Bombay in all its glory
Finance major and now mixed-media artist and philanthropist, Akshita Gandhi’s romance with the arts began at the age of three. Her mother’s love for the field resulted in her attending art classes from an early age. In high school, she took up higher level IB Art and realized then she wanted to pursue the field. While doing her BBA in finance, she enrolled herself in an art institute to study foundation courses, which have shaped her work greatly. Since then, a long journey of experimenting with varied styles and mediums to establish her voice has led to her solo show at The Nehru Centre in London. We speak with Akshita, for whom everything in her life has inspired her to create art, from literature and history to geometry and landscapes.
What is it that your practice stands for?
Artists, I strongly believe, have a responsibility to speak and spread awareness. I’d say my practice is an amalgamation of happy experiments with textures, boundaries and narration. Every artwork I create ties back to my personal experiences, reviving heritage art and uplifting other artists. My practice has also been investigative of personal questions regarding freedom, home and belonging.
Tell us more about Bombay in all its glory!
Bombay in all its glory! is a special project I conceived in September 2021 when I was at Art Basel and exposed to Cindy Sherman’s textile piece for the first time. It blew my mind! It also served as a source of tremendous inspiration and brought me back to a social cause I felt strongly about during the lockdown. Hundreds of craftsmen and artisans (Karigars) suffered and lost their jobs. As an artist, I knew that it was a setback if such an important, age old tradition that India is known for was lost. I wanted to uplift the situations of Karigars while creating something unique that represents contemporary India on an international platform. My mixed-media works are developed over photographs of urban landscapes I click and decided to use the same technique on a different medium. The colours used have a western aesthetic. I printed a photograph of the Horniman circle taken in 2017 in monochrome over Himalayan satin and collaborated with a few local Karigars using cut beads, sequences, metal thread and embellishments. This work pays tribute to traditional handicrafts that are an important part of the visual scene in India.
What is the one thing that excited you the most about experimenting with different mediums?
The unpredictability of the medium in the beginning and then intently watching and learning how different mediums work and react with one another. I seldom follow rules and how mediums are meant to be used so I always find a way to experiment with it and use it in my own way. It’s therapeutic as well because it forces you to ‘let go’.
Take us through the relevance of Mumbai in your life.

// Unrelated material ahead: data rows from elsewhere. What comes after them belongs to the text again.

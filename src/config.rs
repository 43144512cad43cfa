use serde::{Deserialize, Serialize};
use std::fs;
use std::path::{Path, PathBuf};

use crate::app_dirs::AppDirs;

/// Presentation settings. Scores are never persisted; this file only holds
/// toggles for the feedback bell and the perfect-run celebration.
#[derive(Debug, Clone, Serialize, Deserialize, PartialEq)]
pub struct Config {
    pub bell: bool,
    pub celebration: bool,
}

impl Default for Config {
    fn default() -> Self {
        Self {
            bell: true,
            celebration: true,
        }
    }
}

pub trait ConfigStore {
    fn load(&self) -> Config;
    fn save(&self, cfg: &Config) -> std::io::Result<()>;
}

#[derive(Debug, Clone)]
pub struct FileConfigStore {
    path: PathBuf,
}

impl FileConfigStore {
    #[allow(clippy::new_without_default)]
    pub fn new() -> Self {
        let path = AppDirs::config_path().unwrap_or_else(|| PathBuf::from("matho_config.json"));
        Self { path }
    }

    pub fn with_path<P: AsRef<Path>>(p: P) -> Self {
        Self {
            path: p.as_ref().to_path_buf(),
        }
    }
}

impl Default for FileConfigStore {
    fn default() -> Self {
        Self::new()
    }
}

impl ConfigStore for FileConfigStore {
    fn load(&self) -> Config {
        if let Ok(bytes) = fs::read(&self.path) {
            if let Ok(cfg) = serde_json::from_slice::<Config>(&bytes) {
                return cfg;
            }
        }
        Config::default()
    }

    fn save(&self, cfg: &Config) -> std::io::Result<()> {
        if let Some(parent) = self.path.parent() {
            fs::create_dir_all(parent)?;
        }
        let data = serde_json::to_vec_pretty(cfg).unwrap_or_default();
        fs::write(&self.path, data)
    }
}

#[cfg(test)]
mod tests {
    use super::*;
    use tempfile::tempdir;

    #[test]
    fn roundtrip_default_config() {
        let dir = tempdir().unwrap();
        let path = dir.path().join("config.json");
        let store = FileConfigStore::with_path(&path);
        let cfg = Config::default();
        store.save(&cfg).unwrap();
        let loaded = store.load();
        assert_eq!(cfg, loaded);
    }

    #[test]
    fn save_and_load_custom_config() {
        let dir = tempdir().unwrap();
        let path = dir.path().join("config.json");
        let store = FileConfigStore::with_path(&path);
        let cfg = Config {
            bell: false,
            celebration: false,
        };
        store.save(&cfg).unwrap();
        let loaded = store.load();
        assert_eq!(cfg, loaded);
    }

    #[test]
    fn missing_or_garbled_file_falls_back_to_defaults() {
        let dir = tempdir().unwrap();
        let path = dir.path().join("config.json");

        let store = FileConfigStore::with_path(&path);
        assert_eq!(store.load(), Config::default());

        fs::write(&path, b"not json at all").unwrap();
        assert_eq!(store.load(), Config::default());
    }
}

Bombay is my eternal muse. I’ve traveled the world but this city is by far the most fascinating and visually striking place I’ve seen. When I photograph this city, I see dilapidated roofs, high rises, both covered in blue tarp in the same frame. Every part of Bombay has a story, history and I’ve photographed and captured it very differently from the stereotypical chaotic image one has of the city. I’m constantly capturing different areas, colonial architecture and the architecture we are losing through gentrification.
Finally, what's keeping you busy right now?

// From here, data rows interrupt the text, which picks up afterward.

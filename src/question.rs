use rand::seq::SliceRandom;
use rand::Rng;

/// Sampled distractor attempts before falling back to a deterministic fill
const MAX_SAMPLE_ATTEMPTS: usize = 100;

/// The six operation kinds a question can be built from
#[derive(Clone, Copy, Debug, PartialEq, Eq)]
pub enum OpKind {
    Add,
    Sub,
    Mul,
    Div,
    Pow,
    TwoStep,
}

pub const ALL_KINDS: [OpKind; 6] = [
    OpKind::Add,
    OpKind::Sub,
    OpKind::Mul,
    OpKind::Div,
    OpKind::Pow,
    OpKind::TwoStep,
];

/// One quiz question: prompt text, the correct answer, and four shuffled
/// options exactly one of which equals the answer
#[derive(Clone, Debug, PartialEq, Eq)]
pub struct Question {
    pub prompt: String,
    pub answer: i32,
    pub options: [i32; 4],
}

impl Question {
    /// Generate a question with a random operation kind
    pub fn generate() -> Self {
        Self::generate_with(&mut rand::thread_rng())
    }

    pub fn generate_with(rng: &mut impl Rng) -> Self {
        let kind = *ALL_KINDS.choose(rng).unwrap_or(&OpKind::Add);
        Self::generate_kind(kind, rng)
    }

    /// Generate a question of a specific kind
    pub fn generate_kind(kind: OpKind, rng: &mut impl Rng) -> Self {
        let (prompt, answer) = match kind {
            OpKind::Add => {
                let a = rng.gen_range(50..200);
                let b = rng.gen_range(50..200);
                (format!("{} + {} = ?", a, b), a + b)
            }
            OpKind::Sub => {
                // subtrahend stays below the minuend minimum so the
                // answer is always strictly positive
                let a = rng.gen_range(100..300);
                let b = rng.gen_range(25..100);
                (format!("{} - {} = ?", a, b), a - b)
            }
            OpKind::Mul => {
                let a = rng.gen_range(5..30);
                let b = rng.gen_range(3..18);
                (format!("{} × {} = ?", a, b), a * b)
            }
            OpKind::Div => {
                // dividend is built from the quotient, so it always divides
                let quotient = rng.gen_range(5..25);
                let divisor = rng.gen_range(2..10);
                (format!("{} ÷ {} = ?", quotient * divisor, divisor), quotient)
            }
            OpKind::Pow => {
                let base: i32 = rng.gen_range(2..10);
                let exp = rng.gen_range(2..4);
                let glyph = if exp == 2 { "²" } else { "³" };
                (format!("{}{} = ?", base, glyph), base.pow(exp))
            }
            OpKind::TwoStep => {
                let a = rng.gen_range(2..12);
                let b = rng.gen_range(2..12);
                let c = rng.gen_range(1..6);
                (format!("({} + {}) × {} = ?", a, b, c), (a + b) * c)
            }
        };

        let wrong = distractors(kind, answer, rng);
        let mut options = [answer, wrong[0], wrong[1], wrong[2]];
        options.shuffle(rng);

        Self {
            prompt,
            answer,
            options,
        }
    }
}

/// Synthesize three wrong answers: strictly positive, distinct from the
/// answer and from each other. Rejection sampling with a bounded attempt
/// count; past the bound, a widening fill keeps the loop finite.
fn distractors(kind: OpKind, answer: i32, rng: &mut impl Rng) -> [i32; 3] {
    let mut wrong: Vec<i32> = Vec::with_capacity(3);
    let mut attempts = 0;

    while wrong.len() < 3 {
        let candidate = if attempts < MAX_SAMPLE_ATTEMPTS {
            attempts += 1;
            sample_candidate(kind, answer, rng)
        } else {
            fallback_candidate(answer, &wrong)
        };

        if candidate > 0 && candidate != answer && !wrong.contains(&candidate) {
            wrong.push(candidate);
        }
    }

    [wrong[0], wrong[1], wrong[2]]
}

fn sample_candidate(kind: OpKind, answer: i32, rng: &mut impl Rng) -> i32 {
    match kind {
        OpKind::Pow | OpKind::TwoStep => offset_candidate(answer, 0.3, 10, rng),
        OpKind::Div => {
            // common-mistake values: off by one, dividend misread, halved
            let mistakes = [answer + 1, answer - 1, answer * 3 / 2, answer / 2];
            *mistakes.choose(rng).unwrap_or(&(answer + 1))
        }
        OpKind::Add | OpKind::Sub | OpKind::Mul => offset_candidate(answer, 0.4, 15, rng),
    }
}

/// answer ± offset, offset magnitude at least `min_spread`
fn offset_candidate(answer: i32, variance: f64, min_spread: i32, rng: &mut impl Rng) -> i32 {
    let spread = ((answer as f64 * variance) as i32).max(min_spread);
    answer + rng.gen_range(-spread..spread)
}

/// Deterministic escape hatch once sampling has run dry: walk away from the
/// answer one step at a time until a free slot is found
fn fallback_candidate(answer: i32, taken: &[i32]) -> i32 {
    let mut step = 1;
    loop {
        let candidate = answer + step;
        if !taken.contains(&candidate) {
            return candidate;
        }
        step += 1;
    }
}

I’m currently working on my upcoming solo show that will take place at the end of May at The Nehru Centre in London. Along with 2D works, I am working on a few immersive experiences. A blue tarp installation, a soundtrack and a video piece that the viewer will experience together — the contrasting sound and images make the whole piece riveting. It’s been interesting to push the boundaries with mediums to create different experiences and take a little bit of this beautiful, awe-inspiring city to the world. Not just what the tourists see and what we know but the stories at the dead of night and the colours that shine way after the city falls asleep.